#### ASSIGNMENT
Among the entries below, find the lines with "fields" and copy them.

#### Records contained in a dataset
####################
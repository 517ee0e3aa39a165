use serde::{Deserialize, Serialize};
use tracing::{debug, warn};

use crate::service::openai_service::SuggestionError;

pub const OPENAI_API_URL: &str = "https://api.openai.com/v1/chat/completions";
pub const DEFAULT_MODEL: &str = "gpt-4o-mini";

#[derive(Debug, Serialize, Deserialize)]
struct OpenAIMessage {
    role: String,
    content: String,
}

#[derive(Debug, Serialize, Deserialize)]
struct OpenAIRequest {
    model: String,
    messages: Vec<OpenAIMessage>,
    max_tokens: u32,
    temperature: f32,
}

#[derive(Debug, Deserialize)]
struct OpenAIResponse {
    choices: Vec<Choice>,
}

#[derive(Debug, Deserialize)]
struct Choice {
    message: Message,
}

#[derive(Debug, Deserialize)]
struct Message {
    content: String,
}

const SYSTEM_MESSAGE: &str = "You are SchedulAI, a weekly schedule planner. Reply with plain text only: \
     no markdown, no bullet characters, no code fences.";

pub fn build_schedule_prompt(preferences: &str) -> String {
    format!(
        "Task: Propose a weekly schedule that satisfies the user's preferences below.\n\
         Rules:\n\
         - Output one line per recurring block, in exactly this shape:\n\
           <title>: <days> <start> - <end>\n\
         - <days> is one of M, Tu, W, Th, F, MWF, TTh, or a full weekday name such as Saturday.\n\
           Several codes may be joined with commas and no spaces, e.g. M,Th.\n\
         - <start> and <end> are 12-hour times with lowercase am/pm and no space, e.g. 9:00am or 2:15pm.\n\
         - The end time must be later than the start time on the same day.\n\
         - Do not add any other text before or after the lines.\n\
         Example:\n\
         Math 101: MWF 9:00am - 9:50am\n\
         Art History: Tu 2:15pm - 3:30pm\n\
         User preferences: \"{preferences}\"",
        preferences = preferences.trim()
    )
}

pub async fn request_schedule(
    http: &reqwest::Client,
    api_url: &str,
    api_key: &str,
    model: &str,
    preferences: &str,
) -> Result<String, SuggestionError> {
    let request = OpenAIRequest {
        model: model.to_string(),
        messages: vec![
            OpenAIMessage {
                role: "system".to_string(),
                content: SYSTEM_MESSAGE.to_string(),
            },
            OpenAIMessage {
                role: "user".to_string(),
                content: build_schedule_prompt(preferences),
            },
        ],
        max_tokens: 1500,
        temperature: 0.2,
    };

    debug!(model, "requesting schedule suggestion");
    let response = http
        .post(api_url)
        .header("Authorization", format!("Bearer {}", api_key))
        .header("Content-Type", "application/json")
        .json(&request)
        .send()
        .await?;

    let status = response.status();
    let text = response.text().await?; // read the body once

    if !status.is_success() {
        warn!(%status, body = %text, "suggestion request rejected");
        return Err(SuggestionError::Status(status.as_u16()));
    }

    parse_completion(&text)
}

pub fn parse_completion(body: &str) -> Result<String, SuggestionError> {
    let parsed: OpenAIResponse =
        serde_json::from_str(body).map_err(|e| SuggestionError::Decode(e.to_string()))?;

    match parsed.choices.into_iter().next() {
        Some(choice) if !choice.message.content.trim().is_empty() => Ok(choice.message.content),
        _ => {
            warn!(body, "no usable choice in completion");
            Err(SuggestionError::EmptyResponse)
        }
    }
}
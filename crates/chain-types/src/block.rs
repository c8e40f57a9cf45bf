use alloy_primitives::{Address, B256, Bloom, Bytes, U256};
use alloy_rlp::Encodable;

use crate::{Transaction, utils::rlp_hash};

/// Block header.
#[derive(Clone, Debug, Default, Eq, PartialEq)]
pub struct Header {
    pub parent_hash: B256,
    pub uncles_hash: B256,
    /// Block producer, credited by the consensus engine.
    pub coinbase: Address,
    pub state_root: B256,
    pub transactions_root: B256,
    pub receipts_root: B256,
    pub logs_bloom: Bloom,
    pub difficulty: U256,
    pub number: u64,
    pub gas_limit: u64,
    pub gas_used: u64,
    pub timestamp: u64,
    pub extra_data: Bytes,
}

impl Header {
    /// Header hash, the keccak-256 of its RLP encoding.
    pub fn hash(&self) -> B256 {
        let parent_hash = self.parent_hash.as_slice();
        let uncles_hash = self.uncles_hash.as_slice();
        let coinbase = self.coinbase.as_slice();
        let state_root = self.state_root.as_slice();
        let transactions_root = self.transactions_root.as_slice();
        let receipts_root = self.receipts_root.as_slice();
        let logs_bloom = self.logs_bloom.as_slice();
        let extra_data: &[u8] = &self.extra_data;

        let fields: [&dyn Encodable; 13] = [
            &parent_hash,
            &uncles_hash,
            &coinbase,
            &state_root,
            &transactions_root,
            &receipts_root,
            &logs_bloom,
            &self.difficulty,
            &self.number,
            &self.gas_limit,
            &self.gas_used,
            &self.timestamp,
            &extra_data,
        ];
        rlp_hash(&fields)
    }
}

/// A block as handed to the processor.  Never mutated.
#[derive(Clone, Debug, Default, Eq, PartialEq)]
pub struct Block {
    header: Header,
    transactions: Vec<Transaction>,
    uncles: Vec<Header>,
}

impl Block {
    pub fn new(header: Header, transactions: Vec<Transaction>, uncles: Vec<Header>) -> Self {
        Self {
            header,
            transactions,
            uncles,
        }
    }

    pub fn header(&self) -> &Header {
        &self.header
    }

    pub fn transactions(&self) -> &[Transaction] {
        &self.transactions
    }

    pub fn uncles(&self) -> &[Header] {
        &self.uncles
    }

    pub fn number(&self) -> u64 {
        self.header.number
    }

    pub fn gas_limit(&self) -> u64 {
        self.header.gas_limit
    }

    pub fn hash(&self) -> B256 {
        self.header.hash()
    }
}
####################
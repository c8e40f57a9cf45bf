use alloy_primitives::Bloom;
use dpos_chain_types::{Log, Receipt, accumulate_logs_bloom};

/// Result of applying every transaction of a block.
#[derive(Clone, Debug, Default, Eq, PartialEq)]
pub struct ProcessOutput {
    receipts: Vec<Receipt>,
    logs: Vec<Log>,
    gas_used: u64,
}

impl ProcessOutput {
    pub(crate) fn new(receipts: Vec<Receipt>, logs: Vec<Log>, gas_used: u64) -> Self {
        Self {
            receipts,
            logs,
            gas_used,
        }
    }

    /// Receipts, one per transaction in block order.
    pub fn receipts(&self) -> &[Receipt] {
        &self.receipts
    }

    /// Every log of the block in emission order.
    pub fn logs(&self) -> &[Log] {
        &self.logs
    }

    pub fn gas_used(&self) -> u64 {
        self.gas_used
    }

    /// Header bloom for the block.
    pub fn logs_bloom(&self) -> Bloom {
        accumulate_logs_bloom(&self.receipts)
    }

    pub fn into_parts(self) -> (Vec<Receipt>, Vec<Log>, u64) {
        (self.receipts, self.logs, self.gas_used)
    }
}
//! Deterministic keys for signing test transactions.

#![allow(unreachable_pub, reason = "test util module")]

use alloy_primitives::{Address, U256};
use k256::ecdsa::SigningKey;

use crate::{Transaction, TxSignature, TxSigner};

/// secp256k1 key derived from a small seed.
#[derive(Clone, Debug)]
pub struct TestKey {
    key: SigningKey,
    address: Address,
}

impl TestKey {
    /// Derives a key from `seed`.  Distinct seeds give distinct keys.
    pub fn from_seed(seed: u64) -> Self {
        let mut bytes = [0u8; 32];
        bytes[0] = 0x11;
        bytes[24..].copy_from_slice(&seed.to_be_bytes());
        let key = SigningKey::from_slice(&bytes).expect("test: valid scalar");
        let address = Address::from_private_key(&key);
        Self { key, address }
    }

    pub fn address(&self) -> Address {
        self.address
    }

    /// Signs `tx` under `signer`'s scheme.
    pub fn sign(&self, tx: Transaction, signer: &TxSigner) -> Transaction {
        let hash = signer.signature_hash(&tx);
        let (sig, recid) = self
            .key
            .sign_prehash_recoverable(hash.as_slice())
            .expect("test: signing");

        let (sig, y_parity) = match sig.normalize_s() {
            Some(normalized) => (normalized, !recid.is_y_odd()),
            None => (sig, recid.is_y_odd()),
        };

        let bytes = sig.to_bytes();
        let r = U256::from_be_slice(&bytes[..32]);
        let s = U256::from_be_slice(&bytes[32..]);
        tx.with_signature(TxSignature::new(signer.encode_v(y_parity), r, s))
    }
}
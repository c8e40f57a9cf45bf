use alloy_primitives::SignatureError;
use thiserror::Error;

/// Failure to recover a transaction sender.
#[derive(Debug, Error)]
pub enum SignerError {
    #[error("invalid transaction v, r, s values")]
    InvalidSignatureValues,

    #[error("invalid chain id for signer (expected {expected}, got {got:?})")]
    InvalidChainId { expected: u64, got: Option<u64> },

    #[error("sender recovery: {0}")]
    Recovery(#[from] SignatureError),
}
####################
#### WRITTEN ANSWER
        let fields: [&dyn Encodable; 13] = [
        rlp_hash(&fields)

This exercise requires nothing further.